The title “There is Still Hope” is inspired by a scene in Lord of the Rings when in The Two Towers Aragorn says “There is always hope”. The message behind it for me was, we never know what will happen, sometimes we can’t promise anything, but hope allows us to get through this, like in the music, the Cello line should carry the listener through the track.

This is how music is created sometimes. Made out of a lot of emotions combined with human support. This music is the best.

Listening can be both a solitary and a communal activity. Likewise, creating music can be private or collaborative. Can you talk about your preferences in this regard and how these constellations influence creative results?

To be honest, I haven't done a collaboration with another producer for years. There is no real reason behind it, it just didn’t happen. The only collabs I did is with instrumentalists.

But I have something in mind already, which could work well. I will come up with the details later (everyone says that, but I really will come up with them).

How do your work and your creativity relate to the world and what is the role of music in society?

As a music producer and label owner I see my self as a medium.

The last release on my label Wizarding Wolf was made by upcoming artist Hillmer from Ukraine (near Dnipro). I met him online because of a video I found on Instagram where he played his beautiful track “Extent”.



So we started talking and after some time he sent me an emotional track called “Lily”. I loved the chords and mood of it. So I asked if he wanted to release it on my label.



These connections happen because of music and I think that’s also one crucial role of it: to connect people. The other one is to transfer emotions into art.

Art can be a way of dealing with the big topics in life: Life, loss, death, love, pain, and many more. In which way and on which occasions has music – both your own or that of others - contributed to your understanding of these questions?

My music and creativity is always connected to what’s happening outside. As an artist you’re constantly processing what happens to you in everyday life.

Take my track “Serafina”, which was later released on Einmusika’s sub label EIN2, in the middle of the pandemic. I just wanted festivals and club nights to come back, which is why I made a track that reminded me of it. Also the child of a friend of mine got just born and she named her Serafina. Of course that made me very, very happy.

So there is always an influence from the outside, and, like I mentioned above, the best music is made in the most extreme emotional phases in life.

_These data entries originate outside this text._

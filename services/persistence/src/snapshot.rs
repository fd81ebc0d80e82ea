//! Snapshot System: per-partition aggregate snapshots with integrity and
//! compression
//!
//! Each key partition owns a directory under the snapshot root
//! (`p0000/`, `p0001/`, ...). The durable aggregate store writes one
//! snapshot of a partition per committed batch of that partition, before
//! the batch's checkpoint is advanced. A partition's snapshot therefore
//! always contains at least the effects covered by its checkpoint on disk.
//!
//! A snapshot holds the partition's rows and the recent-state cache its
//! resolver had after the batch, so UPDATEs arriving after a restart can
//! still be netted against their prior contribution.
//!
//! Features:
//! - `BTreeMap` state for deterministic serialization and hashing
//! - SHA-256 integrity hash over the serialized partition image
//! - Optional zstd compression
//! - Format versioning
//! - Retention policy (keep last N snapshots per partition)

use serde::{Deserialize, Serialize};
use sha2::{Digest, Sha256};
use std::collections::BTreeMap;
use std::fs::{self, File};
use std::io::{self, Write};
use std::path::{Path, PathBuf};
use thiserror::Error;
use types::aggregate::{AggregateKey, AggregateRow, RecentEntries};

// ── Errors ──────────────────────────────────────────────────────────

#[derive(Error, Debug)]
pub enum SnapshotError {
    #[error("IO error: {0}")]
    Io(#[from] io::Error),

    #[error("Serialization error: {0}")]
    Serialization(String),

    #[error("Integrity check failed: expected {expected}, got {actual}")]
    IntegrityFailure { expected: String, actual: String },

    #[error("Unsupported snapshot version: {0}")]
    UnsupportedVersion(u32),

    #[error("Compression error: {0}")]
    Compression(String),

    #[error("No snapshots found")]
    NoSnapshots,

    #[error("Snapshot in directory of partition {dir} belongs to partition {found}")]
    PartitionMismatch { dir: u32, found: u32 },

    #[error("Snapshots were written for {found} partitions, expected {expected}")]
    PartitionCountMismatch { expected: u32, found: u32 },
}

// ── Aggregate State ─────────────────────────────────────────────────

/// Every aggregate row, keyed by (merchant, bucket).
#[derive(Debug, Clone, Default, PartialEq, Serialize, Deserialize)]
pub struct AggregateState {
    pub rows: BTreeMap<AggregateKey, AggregateRow>,
}

impl AggregateState {
    pub fn empty() -> Self {
        Self::default()
    }

    pub fn from_rows(rows: BTreeMap<AggregateKey, AggregateRow>) -> Self {
        Self { rows }
    }

    pub fn len(&self) -> usize {
        self.rows.len()
    }

    pub fn is_empty(&self) -> bool {
        self.rows.is_empty()
    }

    /// Deterministic SHA-256 over the bincode encoding of the rows.
    pub fn compute_hash(&self) -> Result<String, SnapshotError> {
        let bytes =
            bincode::serialize(self).map_err(|e| SnapshotError::Serialization(e.to_string()))?;
        let mut hasher = Sha256::new();
        hasher.update(&bytes);
        Ok(format!("{:x}", hasher.finalize()))
    }
}

// ── Partition Image ─────────────────────────────────────────────────

/// Everything one key partition persists.
#[derive(Debug, Clone, Default, PartialEq, Serialize, Deserialize)]
pub struct PartitionImage {
    pub partition: u32,
    /// Partition count the rows were routed with
    pub partition_count: u32,
    pub state: AggregateState,
    /// Recent-state cache entries, oldest first
    pub recent_state: RecentEntries,
}

impl PartitionImage {
    pub fn new(partition: u32, partition_count: u32, state: AggregateState, recent_state: RecentEntries) -> Self {
        Self {
            partition,
            partition_count,
            state,
            recent_state,
        }
    }

    pub fn compute_hash(&self) -> Result<String, SnapshotError> {
        let bytes =
            bincode::serialize(self).map_err(|e| SnapshotError::Serialization(e.to_string()))?;
        let mut hasher = Sha256::new();
        hasher.update(&bytes);
        Ok(format!("{:x}", hasher.finalize()))
    }
}

// ── Snapshot ────────────────────────────────────────────────────────

/// Current snapshot format version.
pub const SNAPSHOT_VERSION: u32 = 1;

#[derive(Debug, Clone, PartialEq, Serialize, Deserialize)]
pub struct Snapshot {
    pub version: u32,
    /// Monotonic per-partition counter; also the file name key.
    pub generation: u64,
    /// Unix milliseconds when the snapshot was taken.
    pub taken_at: i64,
    pub image: PartitionImage,
    /// SHA-256 hash of the serialized image.
    pub checksum: String,
    pub compressed: bool,
}

impl Snapshot {
    pub fn new(
        generation: u64,
        taken_at: i64,
        image: PartitionImage,
        compressed: bool,
    ) -> Result<Self, SnapshotError> {
        let checksum = image.compute_hash()?;
        Ok(Self {
            version: SNAPSHOT_VERSION,
            generation,
            taken_at,
            image,
            checksum,
            compressed,
        })
    }

    pub fn verify_integrity(&self) -> bool {
        matches!(self.image.compute_hash(), Ok(hash) if hash == self.checksum)
    }
}

// ── Snapshot Writer ─────────────────────────────────────────────────

pub struct SnapshotWriter {
    dir: PathBuf,
    compress: bool,
}

impl SnapshotWriter {
    /// Create a new writer. `compress` enables zstd compression.
    pub fn new(dir: impl Into<PathBuf>, compress: bool) -> Self {
        Self {
            dir: dir.into(),
            compress,
        }
    }

    pub fn compress(&self) -> bool {
        self.compress
    }

    /// Write a snapshot atomically: serialize, compress, write tmp, fsync,
    /// rename. A crash leaves either the old set of files or the new one.
    pub fn write(&self, snapshot: &Snapshot) -> Result<PathBuf, SnapshotError> {
        fs::create_dir_all(&self.dir)?;

        let data = bincode::serialize(snapshot)
            .map_err(|e| SnapshotError::Serialization(e.to_string()))?;

        let (final_data, ext) = if self.compress {
            let compressed = zstd::encode_all(data.as_slice(), 3)
                .map_err(|e| SnapshotError::Compression(e.to_string()))?;
            (compressed, "snap.zst")
        } else {
            (data, "snap")
        };

        let filename = format!("snapshot-{:012}.{}", snapshot.generation, ext);
        let path = self.dir.join(&filename);
        let tmp_path = self.dir.join(format!("{}.tmp", filename));

        {
            let mut file = File::create(&tmp_path)?;
            file.write_all(&final_data)?;
            file.sync_all()?;
        }
        fs::rename(&tmp_path, &path)?;

        Ok(path)
    }
}
//! Journal Reader: sequential reader with corruption detection
//!
//! Reads every journal file of one prefix in index order, validating the
//! CRC32C of each record. A torn record at the end of a file (the usual
//! result of a crash mid-write) is logged and skipped, and reading
//! continues with the next file.

use crate::journal::{journal_path, parse_index, JournalError, JournalRecord};
use std::fs;
use std::io;
use std::path::{Path, PathBuf};
use thiserror::Error;

// ── Errors ──────────────────────────────────────────────────────────

#[derive(Error, Debug)]
pub enum ReaderError {
    #[error("IO error: {0}")]
    Io(#[from] io::Error),

    #[error("Journal error: {0}")]
    Journal(#[from] JournalError),

    #[error("Checksum mismatch at byte offset {offset}: record seq={sequence}")]
    ChecksumMismatch { offset: u64, sequence: u64 },

    #[error("Sequence gap: expected {expected}, got {got}")]
    SequenceGap { expected: u64, got: u64 },
}

// ── Corruption Log ──────────────────────────────────────────────────

/// Structured corruption report for diagnostics.
#[derive(Debug, Clone)]
pub struct CorruptionRecord {
    /// File in which the corruption was found
    pub file: PathBuf,
    /// Byte offset within that file
    pub byte_offset: u64,
    pub kind: CorruptionKind,
    pub detail: String,
}

#[derive(Debug, Clone, PartialEq)]
pub enum CorruptionKind {
    ChecksumMismatch,
    TruncatedRecord,
}

// ── Journal Reader ──────────────────────────────────────────────────

pub struct JournalReader {
    /// Journal files, sorted by index
    files: Vec<PathBuf>,
    current_file_idx: usize,
    /// Contents of the current file
    data: Vec<u8>,
    pos: usize,
    last_sequence: Option<u64>,
    corruption_log: Vec<CorruptionRecord>,
}

impl JournalReader {
    /// Open a reader over the default `processing-*.log` files in `dir`.
    pub fn open(dir: &Path) -> Result<Self, ReaderError> {
        Self::open_with_prefix(dir, "processing")
    }

    /// Open a reader over `{prefix}-*.log` files in `dir`. A missing
    /// directory reads as an empty journal.
    pub fn open_with_prefix(dir: &Path, prefix: &str) -> Result<Self, ReaderError> {
        let files = discover_files(dir, prefix)?;
        let mut reader = Self {
            files,
            current_file_idx: 0,
            data: Vec::new(),
            pos: 0,
            last_sequence: None,
            corruption_log: Vec::new(),
        };
        reader.load_current_file()?;
        Ok(reader)
    }

    /// Read the next record, validating its checksum.
    ///
    /// Returns `None` once every file is exhausted.
    pub fn next_record(&mut self) -> Result<Option<JournalRecord>, ReaderError> {
        loop {
            if self.pos >= self.data.len() {
                if !self.advance_file()? {
                    return Ok(None);
                }
                continue;
            }

            let offset_before = self.pos as u64;
            match JournalRecord::from_bytes(&self.data[self.pos..]) {
                Ok((record, consumed)) => {
                    self.pos += consumed;

                    if !record.verify_checksum() {
                        self.corruption_log.push(CorruptionRecord {
                            file: self.current_file(),
                            byte_offset: offset_before,
                            kind: CorruptionKind::ChecksumMismatch,
                            detail: format!(
                                "CRC32C mismatch for seq={}, stored={:#010x}",
                                record.sequence, record.checksum
                            ),
                        });
                        return Err(ReaderError::ChecksumMismatch {
                            offset: offset_before,
                            sequence: record.sequence,
                        });
                    }

                    self.last_sequence = Some(record.sequence);
                    return Ok(Some(record));
                }
                Err(e) => {
                    self.corruption_log.push(CorruptionRecord {
                        file: self.current_file(),
                        byte_offset: offset_before,
                        kind: CorruptionKind::TruncatedRecord,
                        detail: format!(
                            "{} trailing bytes cannot be parsed: {}",
                            self.data.len() - self.pos,
                            e
                        ),
                    });
                    self.pos = self.data.len();
                }
            }
        }
    }

    /// Read all records, stopping at the first checksum failure.
    pub fn read_all(&mut self) -> Result<Vec<JournalRecord>, ReaderError> {
        let mut records = Vec::new();
        while let Some(record) = self.next_record()? {
            records.push(record);
        }
        Ok(records)
    }

    /// Read all records and require gapless sequence numbering.
    pub fn read_all_validated(&mut self) -> Result<Vec<JournalRecord>, ReaderError> {
        let mut records = Vec::new();
        let mut expected: Option<u64> = None;
        while let Some(record) = self.next_record()? {
            if let Some(exp) = expected {
                if record.sequence != exp {
                    return Err(ReaderError::SequenceGap {
                        expected: exp,
                        got: record.sequence,
                    });
                }
            }
            expected = Some(record.sequence + 1);
            records.push(record);
        }
        Ok(records)
    }

    /// Read as many intact records as possible, skipping corrupted ones.
    pub fn recover_records(&mut self) -> (Vec<JournalRecord>, Vec<CorruptionRecord>) {
        let mut records = Vec::new();
        loop {
            match self.next_record() {
                Ok(Some(record)) => records.push(record),
                Ok(None) => break,
                // The bad frame was already consumed; keep going.
                Err(ReaderError::ChecksumMismatch { .. }) => continue,
                Err(_) => break,
            }
        }
        (records, self.corruption_log.clone())
    }

    pub fn last_sequence(&self) -> Option<u64> {
        self.last_sequence
    }

    pub fn corruption_log(&self) -> &[CorruptionRecord] {
        &self.corruption_log
    }

    // ── Internal Helpers ────────────────────────────────────────────

    fn current_file(&self) -> PathBuf {
        self.files
            .get(self.current_file_idx)
            .cloned()
            .unwrap_or_default()
    }

    fn load_current_file(&mut self) -> Result<(), ReaderError> {
        self.data = match self.files.get(self.current_file_idx) {
            Some(path) => fs::read(path)?,
            None => Vec::new(),
        };
        self.pos = 0;
        Ok(())
    }

    fn advance_file(&mut self) -> Result<bool, ReaderError> {
        if self.current_file_idx + 1 >= self.files.len() {
            return Ok(false);
        }
        self.current_file_idx += 1;
        self.load_current_file()?;
        Ok(true)
    }
}

fn discover_files(dir: &Path, prefix: &str) -> Result<Vec<PathBuf>, ReaderError> {
    if !dir.exists() {
        return Ok(Vec::new());
    }

    let mut indices: Vec<u64> = fs::read_dir(dir)?
        .filter_map(|e| e.ok())
        .filter_map(|e| parse_index(&e.file_name().to_string_lossy(), prefix))
        .collect();
    indices.sort_unstable();
    Ok(indices.into_iter().map(|idx| journal_path(dir, prefix, idx)).collect())
}

// ── Tests ───────────────────────────────────────────────────────────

How do you see the connection between music and science and what can these two fields reveal about each other?  

I’m a big science freak, I like physics and all that. And music is science because it’s based on physics, simply. ;)

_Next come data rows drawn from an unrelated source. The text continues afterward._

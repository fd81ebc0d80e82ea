//! Snapshot-backed aggregate store
//!
//! Wraps [`InMemoryAggregateStore`] and persists each key partition on its
//! own: after a partition's batch is merged, that partition's rows and
//! recent-state cache are written as one snapshot under its directory.
//! `commit_partition` returns only once the snapshot is fsynced and renamed
//! into place, so a checkpoint written after it never runs ahead of what is
//! on disk.
//!
//! Every partition has its own lock, held across merge and persist. Batches
//! of different partitions merge and write concurrently; a snapshot only
//! costs the rows of its own partition.

use std::collections::{BTreeMap, BTreeSet};
use std::path::{Path, PathBuf};
use std::sync::{Mutex, MutexGuard, PoisonError};

use chrono::Utc;
use persistence::recovery::RecoveredState;
use persistence::snapshot::{
    load_latest_per_partition, partition_dir, AggregateState, PartitionImage, Snapshot, SnapshotCleanupPolicy,
    SnapshotError, SnapshotWriter,
};
use tracing::{debug, info, warn};
use types::aggregate::{AggregateDelta, AggregateKey, AggregateRow, RecentEntries};
use types::ids::MerchantId;

use crate::engine::partition_for;
use crate::store::{AggregateStore, ApplyOutcome, InMemoryAggregateStore, StoreError};

/// Keys owned by one partition and its last written generation.
#[derive(Default)]
struct PartitionLedger {
    generation: u64,
    keys: BTreeSet<AggregateKey>,
}

pub struct SnapshotAggregateStore {
    rows: InMemoryAggregateStore,
    root: PathBuf,
    compress: bool,
    cleanup: SnapshotCleanupPolicy,
    partition_count: u32,
    partitions: Vec<Mutex<PartitionLedger>>,
}

impl SnapshotAggregateStore {
    /// Open the store under `root`, restoring the latest snapshot of every
    /// partition.
    pub fn open(
        root: impl Into<PathBuf>,
        compress: bool,
        retention: usize,
        partition_count: u32,
    ) -> Result<Self, SnapshotError> {
        let root = root.into();
        let snapshots = load_latest_per_partition(&root)?;
        check_partition_count(snapshots.values().next().map(|s| s.image.partition_count), partition_count)?;

        let mut rows = BTreeMap::new();
        let mut generations = BTreeMap::new();
        let mut recent = BTreeMap::new();
        for (partition, snapshot) in snapshots {
            generations.insert(partition, snapshot.generation);
            recent.insert(partition, snapshot.image.recent_state);
            rows.extend(snapshot.image.state.rows);
        }
        info!(
            root = %root.display(),
            partitions = generations.len(),
            rows = rows.len(),
            "Aggregate store opened"
        );
        Ok(Self::with_state(
            root,
            compress,
            retention,
            partition_count,
            rows,
            generations,
            recent,
        ))
    }

    /// Build the store from state already loaded by startup recovery.
    pub fn from_recovered(
        root: impl Into<PathBuf>,
        compress: bool,
        retention: usize,
        partition_count: u32,
        recovered: &RecoveredState,
    ) -> Result<Self, SnapshotError> {
        check_partition_count(recovered.partition_count, partition_count)?;
        let generations = recovered
            .partitions
            .iter()
            .map(|(p, state)| (*p, state.generation))
            .collect();
        let recent = recovered
            .partitions
            .iter()
            .map(|(p, state)| (*p, state.recent_state.clone()))
            .collect();
        Ok(Self::with_state(
            root.into(),
            compress,
            retention,
            partition_count,
            recovered.state.rows.clone(),
            generations,
            recent,
        ))
    }

    fn with_state(
        root: PathBuf,
        compress: bool,
        retention: usize,
        partition_count: u32,
        rows: BTreeMap<AggregateKey, AggregateRow>,
        generations: BTreeMap<u32, u64>,
        recent: BTreeMap<u32, RecentEntries>,
    ) -> Self {
        let partition_count = partition_count.max(1);
        let mut ledgers: Vec<PartitionLedger> = (0..partition_count)
            .map(|p| PartitionLedger {
                generation: generations.get(&p).copied().unwrap_or(0),
                keys: BTreeSet::new(),
            })
            .collect();
        for key in rows.keys() {
            let partition = partition_for(&key.merchant_id, partition_count);
            ledgers[partition as usize].keys.insert(key.clone());
        }

        let store = InMemoryAggregateStore::from_rows(rows);
        for (partition, entries) in recent {
            store.set_recent_state(partition, entries);
        }
        Self {
            rows: store,
            root,
            compress,
            cleanup: SnapshotCleanupPolicy::new(retention),
            partition_count,
            partitions: ledgers.into_iter().map(Mutex::new).collect(),
        }
    }

    pub fn root(&self) -> &Path {
        &self.root
    }

    pub fn partition_count(&self) -> u32 {
        self.partition_count
    }

    /// Generation of the newest snapshot of `partition`, written or restored.
    pub fn generation(&self, partition: u32) -> Option<u64> {
        self.partitions
            .get(partition as usize)
            .map(|ledger| lock(ledger).generation)
    }

    fn ledger(&self, partition: u32) -> Result<MutexGuard<'_, PartitionLedger>, StoreError> {
        self.partitions
            .get(partition as usize)
            .map(lock)
            .ok_or_else(|| {
                StoreError::Fatal(format!(
                    "partition {} out of range, store has {}",
                    partition, self.partition_count
                ))
            })
    }

    /// Merge, then persist the partition at the next generation. The
    /// in-memory merge stays in place when persisting fails; a retry skips
    /// the already applied deltas and persists again.
    fn commit(
        &self,
        partition: u32,
        deltas: &[AggregateDelta],
        recent_state: Option<&RecentEntries>,
    ) -> Result<ApplyOutcome, StoreError> {
        let mut ledger = self.ledger(partition)?;

        let outcome = match recent_state {
            Some(recent) => self.rows.commit_partition(partition, deltas, recent)?,
            None => self.rows.apply_batch(deltas)?,
        };
        ledger.keys.extend(deltas.iter().map(|delta| delta.key.clone()));

        let next = ledger.generation + 1;
        let path = self
            .persist(partition, next, &ledger.keys)
            .map_err(|e| StoreError::Transient(format!("snapshot write failed: {}", e)))?;
        ledger.generation = next;
        debug!(partition, generation = next, path = %path.display(), "Partition snapshot written");

        let dir = partition_dir(&self.root, partition);
        match self.cleanup.cleanup(&dir) {
            Ok(removed) if !removed.is_empty() => {
                debug!(partition, removed = removed.len(), "Old partition snapshots removed");
            }
            Ok(_) => {}
            Err(e) => warn!(partition, error = %e, "Snapshot cleanup failed"),
        }
        Ok(outcome)
    }

    fn persist(&self, partition: u32, generation: u64, keys: &BTreeSet<AggregateKey>) -> Result<PathBuf, SnapshotError> {
        let rows = keys
            .iter()
            .filter_map(|key| self.rows.get(key).map(|row| (key.clone(), row)))
            .collect();
        let image = PartitionImage::new(
            partition,
            self.partition_count,
            AggregateState::from_rows(rows),
            self.rows.recent_state(partition).unwrap_or_default(),
        );
        let snapshot = Snapshot::new(generation, Utc::now().timestamp_millis(), image, self.compress)?;
        SnapshotWriter::new(partition_dir(&self.root, partition), self.compress).write(&snapshot)
    }
}

fn lock(ledger: &Mutex<PartitionLedger>) -> MutexGuard<'_, PartitionLedger> {
    ledger.lock().unwrap_or_else(PoisonError::into_inner)
}

fn check_partition_count(found: Option<u32>, expected: u32) -> Result<(), SnapshotError> {
    match found {
        Some(found) if found != expected => Err(SnapshotError::PartitionCountMismatch { expected, found }),
        _ => Ok(()),
    }
}

impl AggregateStore for SnapshotAggregateStore {
    /// Deltas are routed to their merchant's partition and each partition
    /// is committed on its own.
    fn apply_batch(&self, deltas: &[AggregateDelta]) -> Result<ApplyOutcome, StoreError> {
        let mut by_partition: BTreeMap<u32, Vec<AggregateDelta>> = BTreeMap::new();
        for delta in deltas {
            let partition = partition_for(&delta.key.merchant_id, self.partition_count);
            by_partition.entry(partition).or_default().push(delta.clone());
        }

        let mut total = ApplyOutcome::default();
        for (partition, group) in by_partition {
            let outcome = self.commit(partition, &group, None)?;
            total.applied += outcome.applied;
            total.skipped += outcome.skipped;
        }
        Ok(total)
    }

    fn commit_partition(
        &self,
        partition: u32,
        deltas: &[AggregateDelta],
        recent_state: &RecentEntries,
    ) -> Result<ApplyOutcome, StoreError> {
        self.commit(partition, deltas, Some(recent_state))
    }

    fn recent_state(&self, partition: u32) -> Option<RecentEntries> {
        self.rows.recent_state(partition)
    }

    fn get(&self, key: &AggregateKey) -> Option<AggregateRow> {
        self.rows.get(key)
    }

    fn rows_for_merchant(&self, merchant_id: &MerchantId) -> Vec<(AggregateKey, AggregateRow)> {
        self.rows.rows_for_merchant(merchant_id)
    }

    fn export(&self) -> BTreeMap<AggregateKey, AggregateRow> {
        self.rows.export()
    }

    fn len(&self) -> usize {
        self.rows.len()
    }
}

But still there is a lot about emotions and the brain that we can’t explain, so I like to see the process of music as a sacred and abstract journey that I don’t want to analyse too much.

Creativity can reach many different corners of our lives. Do you feel as though writing or performing a piece of music is inherently different from something like making a great cup of coffee? What do you express through music that you couldn't or wouldn't in more 'mundane' tasks?

I have an automatic coffee maker where I only have to adjust the strength of the coffee and press a button and then the coffee comes out. If I would be making tracks like that I would have 2 or 3 finished every day, because that’s how many cups of coffee I drink. It would be a dream, but also not very complex.

In music we can express a lot, and artists shouldn’t forget all the tools they can use. In my track “No More Darkness” that will be released on Dear Deer Recordings later this year I included my own spoken words: “One day, we shall meet in a place where there is no more darkness.” For me it had such a power at that moment.

I love coffee, but these powerful moments while making music give me more energy than 30 cups of it.

Music is vibration in the air, captured by our ear drums. From your perspective as a creator and listener, do you have an explanation how it is able to transmit such diverse and potentially deep messages?

As I already mentioned in a previous question, I don’t know and I don’t want to. Music is mysterious and sacred for me, and that’s perfect.